Spätestens wenn unsere beiden Protagonisten für eine nächtliche Stärkung eine sehr surreale Eisdiele aufsuchen, bekommt das Ganze nämlich auch noch eine gehörige Dosis David Lynch injiziert. Nur das dessen Filme gegenüber dem, was Kaufman hier veranstaltet, fast gradlinig wirken. Erschwert wird dies alles noch dadurch, dass Kaufman bewusst viele Hinweise aus der Buchvorlage, über das was hier eigentlich passiert, entfernt hat. Man will es dem Publikum ja auch nicht zu einfach machen. In Interviews gab er dann auch deutlich zu verstehen, dass ihn die Twists des Buches überhaupt nicht interessiert haben. Eine Entscheidung, die dafür sorgt, dass man sich als Zuschauer nach einer gewissen Zeit vor allem eine Frage stellt: Um was zum Teufel geht es hier jetzt eigentlich?
So allein gelassen hat Kaufman seine Zuschauer bisher nur selten. Und genau das ist hier der Vorwurf. Jetzt kann man natürlich argumentieren, dass dies ja gerade die große Stärke des Films ist und vieles sich eben erst beim mehrfachen Anschauen erschließt und einfach Interpretationssache ist (der Film selbst wirft ja auch geschickt ein, dass man ja eigentlich nur den eigenen Gedanken vertrauen sollte und alles andere sowieso nicht echt ist). Und gibt es ja nicht auch noch so viele faszinierende kleine Details zu entdecken? Gerade Filmliebhaber und das Feuilleton kommen hier, wie immer bei Kaufman, voll auf ihre Kosten und dürfen sich selbst auf die Schulter klopfen, wenn sie zum Beispiel so etwas wie die Pauline Kael-Hommage entdecken.
Aber was bringt ein Haufen spannender intellektueller Häppchen und doppeldeutiger Rätsel, wenn ich keine Zeit oder Hilfsmittel bekomme diese auch wirklich verarbeiten und einordnen zu können? So faszinierend viele Aspekte des Films auch sein mögen, "I'm thinking of ending things" ist am Ende einfach viel zu überladen, um ihn wirklich ins Herz schließen zu können. Es mag sein, dass der Autor dieser Zeilen seine Meinung nach einem zweiten Anschauen etwas revidieren würde. Aber es ist einfach schwierig sich dafür zu motivieren, wenn man das Gefühl hat, dass Kaufman überhaupt nicht daran interessiert ist seinem Publikum einen echten Zugang zu seinem Film zu ermöglichen.

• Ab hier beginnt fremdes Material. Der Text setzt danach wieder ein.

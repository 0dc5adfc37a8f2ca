use std::sync::OnceLock;

/// Holds a scarce OS handle that must be acquired at most once.
///
/// The acquisition function is bound at construction and there is no way to
/// release or replace the handle afterwards; it lives until the guard is
/// dropped, which for the process-wide guards means process exit.
pub struct ResourceGuard<T> {
    handle: OnceLock<T>,
    acquire: fn() -> T,
}

impl<T> ResourceGuard<T> {
    pub const fn new(acquire: fn() -> T) -> Self {
        ResourceGuard {
            handle: OnceLock::new(),
            acquire,
        }
    }

    /// Returns the handle, acquiring it on first use. Concurrent first calls
    /// block on each other; exactly one of them runs the acquisition.
    pub fn get(&self) -> &T {
        self.handle.get_or_init(self.acquire)
    }

    pub fn is_acquired(&self) -> bool {
        self.handle.get().is_some()
    }
}

/// The Mach host port used for processor and VM statistics.
///
/// Every `mach_host_self()` call adds a send right to the port. Calling it on
/// each sample leaks rights until the per-process limit is hit, after which
/// the window server stops delivering keyboard and mouse events system-wide.
#[cfg(target_os = "macos")]
#[derive(Clone, Copy, Debug, PartialEq, Eq)]
pub struct HostPort(pub libc::mach_port_t);

#[cfg(target_os = "macos")]
fn acquire_host_port() -> HostPort {
    log::debug!("acquiring mach host port");
    #[allow(deprecated)]
    let port = unsafe { libc::mach_host_self() };
    HostPort(port)
}

#[cfg(target_os = "macos")]
static HOST_PORT: ResourceGuard<HostPort> = ResourceGuard::new(acquire_host_port);

#[cfg(target_os = "macos")]
pub fn host_port() -> HostPort {
    *HOST_PORT.get()
}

So bleibt am Ende ein Gefühl aus Verwirrung und Faszination, Neugier und Frust. Kaufman hat definitiv einen Film gemacht, der für jede Menge Interpretationsmöglichkeiten und Diskussionsstoff sorgt. Ob das Ganze aber auch Spaß macht, liegt nachher an der Bereitschaft des Zuschauers sich mit Kaufmans Welt intensiver befassen zu wollen. Angesichts der frustrierenden Einlassbedingungen in diese Welt ist das aber am Ende schon eine verdammt hohe Hürde.